Only one stretch of the records below is wanted: the lines from the one holding "use std::fmt;" through the one holding "pub enum Decision". Return it exactly, both ends included.
- - - -
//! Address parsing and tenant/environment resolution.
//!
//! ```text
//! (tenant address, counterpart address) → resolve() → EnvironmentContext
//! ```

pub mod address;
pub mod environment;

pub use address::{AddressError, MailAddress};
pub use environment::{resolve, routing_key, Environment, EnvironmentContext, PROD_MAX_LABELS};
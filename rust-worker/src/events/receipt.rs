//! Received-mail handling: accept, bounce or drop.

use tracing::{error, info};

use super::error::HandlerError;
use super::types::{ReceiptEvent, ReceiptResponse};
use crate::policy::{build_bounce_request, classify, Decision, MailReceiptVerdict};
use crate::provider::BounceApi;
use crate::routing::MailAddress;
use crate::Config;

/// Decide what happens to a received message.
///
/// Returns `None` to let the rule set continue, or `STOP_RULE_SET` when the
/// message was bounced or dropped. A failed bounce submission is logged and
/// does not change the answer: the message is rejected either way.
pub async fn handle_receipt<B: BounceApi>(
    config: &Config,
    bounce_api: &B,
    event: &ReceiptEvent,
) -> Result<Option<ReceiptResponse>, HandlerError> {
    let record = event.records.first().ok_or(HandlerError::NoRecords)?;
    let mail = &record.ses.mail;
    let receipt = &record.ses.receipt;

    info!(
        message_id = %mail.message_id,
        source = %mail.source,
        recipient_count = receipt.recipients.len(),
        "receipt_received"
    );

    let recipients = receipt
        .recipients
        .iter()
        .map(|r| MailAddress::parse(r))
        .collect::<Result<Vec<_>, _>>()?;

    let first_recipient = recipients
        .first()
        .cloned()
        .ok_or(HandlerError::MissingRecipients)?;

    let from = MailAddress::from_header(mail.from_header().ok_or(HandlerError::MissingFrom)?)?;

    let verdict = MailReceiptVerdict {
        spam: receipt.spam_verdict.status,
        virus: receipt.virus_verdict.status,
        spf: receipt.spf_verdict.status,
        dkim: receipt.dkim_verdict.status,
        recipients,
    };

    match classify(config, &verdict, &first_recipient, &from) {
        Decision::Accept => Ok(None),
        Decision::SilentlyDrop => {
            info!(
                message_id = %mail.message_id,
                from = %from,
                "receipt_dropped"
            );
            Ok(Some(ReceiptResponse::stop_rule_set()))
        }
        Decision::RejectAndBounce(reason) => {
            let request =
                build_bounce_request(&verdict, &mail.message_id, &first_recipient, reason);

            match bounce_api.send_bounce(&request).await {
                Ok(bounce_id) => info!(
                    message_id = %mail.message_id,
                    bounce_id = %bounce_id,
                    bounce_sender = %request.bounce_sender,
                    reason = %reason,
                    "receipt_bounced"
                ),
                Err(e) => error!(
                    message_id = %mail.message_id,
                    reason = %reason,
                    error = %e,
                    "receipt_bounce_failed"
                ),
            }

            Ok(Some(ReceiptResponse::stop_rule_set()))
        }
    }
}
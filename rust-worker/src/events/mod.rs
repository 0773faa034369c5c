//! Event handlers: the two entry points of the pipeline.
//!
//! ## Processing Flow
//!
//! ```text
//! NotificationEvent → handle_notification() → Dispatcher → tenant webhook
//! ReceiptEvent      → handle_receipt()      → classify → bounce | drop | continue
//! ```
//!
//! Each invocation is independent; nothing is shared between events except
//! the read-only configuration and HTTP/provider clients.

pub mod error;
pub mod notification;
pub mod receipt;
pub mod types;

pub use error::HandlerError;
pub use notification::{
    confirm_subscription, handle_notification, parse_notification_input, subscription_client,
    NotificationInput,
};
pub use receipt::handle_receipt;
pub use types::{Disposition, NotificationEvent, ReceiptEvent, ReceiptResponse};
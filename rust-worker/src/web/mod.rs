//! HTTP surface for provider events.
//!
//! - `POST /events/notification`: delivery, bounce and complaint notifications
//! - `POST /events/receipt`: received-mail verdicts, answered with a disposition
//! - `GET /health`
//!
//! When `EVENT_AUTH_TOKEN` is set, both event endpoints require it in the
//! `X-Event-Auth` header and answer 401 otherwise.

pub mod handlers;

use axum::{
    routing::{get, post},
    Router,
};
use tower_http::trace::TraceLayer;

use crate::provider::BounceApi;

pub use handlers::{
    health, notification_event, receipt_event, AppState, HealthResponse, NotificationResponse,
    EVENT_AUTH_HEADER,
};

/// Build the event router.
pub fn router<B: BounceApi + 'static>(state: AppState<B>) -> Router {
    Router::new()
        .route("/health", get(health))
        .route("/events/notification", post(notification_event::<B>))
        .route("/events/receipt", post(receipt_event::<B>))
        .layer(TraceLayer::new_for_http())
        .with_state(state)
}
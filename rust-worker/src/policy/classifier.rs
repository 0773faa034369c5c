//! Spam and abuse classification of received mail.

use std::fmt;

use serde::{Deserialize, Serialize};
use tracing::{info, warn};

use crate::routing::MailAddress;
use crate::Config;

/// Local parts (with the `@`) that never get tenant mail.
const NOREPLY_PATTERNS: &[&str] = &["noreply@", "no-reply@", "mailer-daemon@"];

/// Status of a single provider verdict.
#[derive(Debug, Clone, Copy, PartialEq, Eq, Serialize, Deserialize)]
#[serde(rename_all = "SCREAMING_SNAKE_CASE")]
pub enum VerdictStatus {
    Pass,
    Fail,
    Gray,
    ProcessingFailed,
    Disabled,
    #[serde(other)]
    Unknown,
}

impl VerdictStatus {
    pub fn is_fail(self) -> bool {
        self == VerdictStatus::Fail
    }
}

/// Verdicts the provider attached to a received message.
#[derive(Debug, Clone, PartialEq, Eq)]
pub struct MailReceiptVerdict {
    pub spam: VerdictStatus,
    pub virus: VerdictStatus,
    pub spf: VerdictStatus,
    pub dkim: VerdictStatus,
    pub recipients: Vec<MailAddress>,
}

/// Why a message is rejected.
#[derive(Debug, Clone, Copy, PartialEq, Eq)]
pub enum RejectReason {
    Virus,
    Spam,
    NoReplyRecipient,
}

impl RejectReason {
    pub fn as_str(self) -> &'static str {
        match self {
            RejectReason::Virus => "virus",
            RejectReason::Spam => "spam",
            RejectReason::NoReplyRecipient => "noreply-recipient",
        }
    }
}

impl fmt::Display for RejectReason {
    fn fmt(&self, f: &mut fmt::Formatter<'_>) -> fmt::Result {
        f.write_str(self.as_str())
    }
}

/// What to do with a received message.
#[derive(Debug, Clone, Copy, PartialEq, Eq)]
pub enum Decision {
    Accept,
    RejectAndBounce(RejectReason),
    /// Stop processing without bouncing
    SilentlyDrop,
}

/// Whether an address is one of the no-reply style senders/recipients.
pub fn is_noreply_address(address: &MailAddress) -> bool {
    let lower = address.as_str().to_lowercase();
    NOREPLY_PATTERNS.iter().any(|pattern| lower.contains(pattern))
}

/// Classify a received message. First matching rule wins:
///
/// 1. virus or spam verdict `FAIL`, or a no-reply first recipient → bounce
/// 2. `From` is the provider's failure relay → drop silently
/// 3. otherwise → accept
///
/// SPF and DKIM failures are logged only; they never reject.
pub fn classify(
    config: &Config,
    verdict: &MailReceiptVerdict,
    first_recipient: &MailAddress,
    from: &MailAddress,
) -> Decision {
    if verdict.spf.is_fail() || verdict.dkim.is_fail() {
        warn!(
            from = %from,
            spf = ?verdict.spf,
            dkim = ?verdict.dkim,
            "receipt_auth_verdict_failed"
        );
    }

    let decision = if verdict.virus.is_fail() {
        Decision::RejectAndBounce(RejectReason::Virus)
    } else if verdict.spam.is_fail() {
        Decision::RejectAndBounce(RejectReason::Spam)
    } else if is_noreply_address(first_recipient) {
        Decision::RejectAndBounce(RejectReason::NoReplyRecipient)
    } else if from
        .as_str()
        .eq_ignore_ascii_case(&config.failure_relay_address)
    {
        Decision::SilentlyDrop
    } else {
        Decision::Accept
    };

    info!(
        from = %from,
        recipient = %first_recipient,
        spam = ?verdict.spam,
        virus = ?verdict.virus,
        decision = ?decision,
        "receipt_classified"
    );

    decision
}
- - - -
= REPLY =
use std::fmt;

use serde::{Deserialize, Serialize};
use tracing::{info, warn};

use crate::routing::MailAddress;
use crate::Config;

/// Local parts (with the `@`) that never get tenant mail.
const NOREPLY_PATTERNS: &[&str] = &["noreply@", "no-reply@", "mailer-daemon@"];

/// Status of a single provider verdict.
#[derive(Debug, Clone, Copy, PartialEq, Eq, Serialize, Deserialize)]
#[serde(rename_all = "SCREAMING_SNAKE_CASE")]
pub enum VerdictStatus {
    Pass,
    Fail,
    Gray,
    ProcessingFailed,
    Disabled,
    #[serde(other)]
    Unknown,
}

impl VerdictStatus {
    pub fn is_fail(self) -> bool {
        self == VerdictStatus::Fail
    }
}

/// Verdicts the provider attached to a received message.
#[derive(Debug, Clone, PartialEq, Eq)]
pub struct MailReceiptVerdict {
    pub spam: VerdictStatus,
    pub virus: VerdictStatus,
    pub spf: VerdictStatus,
    pub dkim: VerdictStatus,
    pub recipients: Vec<MailAddress>,
}

/// Why a message is rejected.
#[derive(Debug, Clone, Copy, PartialEq, Eq)]
pub enum RejectReason {
    Virus,
    Spam,
    NoReplyRecipient,
}

impl RejectReason {
    pub fn as_str(self) -> &'static str {
        match self {
            RejectReason::Virus => "virus",
            RejectReason::Spam => "spam",
            RejectReason::NoReplyRecipient => "noreply-recipient",
        }
    }
}

impl fmt::Display for RejectReason {
    fn fmt(&self, f: &mut fmt::Formatter<'_>) -> fmt::Result {
        f.write_str(self.as_str())
    }
}

/// What to do with a received message.
#[derive(Debug, Clone, Copy, PartialEq, Eq)]
pub enum Decision {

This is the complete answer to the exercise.